[Opening AVAILABLE RECORDS section]

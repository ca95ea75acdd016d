//! The L1 contract surface of the zkEVM synchronizer: `sol!` event and call
//! declarations for the rollup contracts, topic classification, and the
//! decoder set for `sequenceBatches` calldata across protocol forks.

pub mod abi;

pub use da::{DataAvailabilityError, DataAvailabilityProvider};
mod da;

pub mod decoder;

pub use error::DecodeError;
mod error;

pub use event::L1EventKind;
mod event;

[Closing AVAILABLE RECORDS section]

What you write must match the material above exactly and in full.

repository ca95ea75acdd016d
//! The L1 contract surface of the zkEVM synchronizer: `sol!` event and call
//! declarations for the rollup contracts, topic classification, and the
//! decoder set for `sequenceBatches` calldata across protocol forks.

pub mod abi;

pub use da::{DataAvailabilityError, DataAvailabilityProvider};
mod da;

pub mod decoder;

pub use error::DecodeError;
mod error;

pub use event::L1EventKind;
mod event;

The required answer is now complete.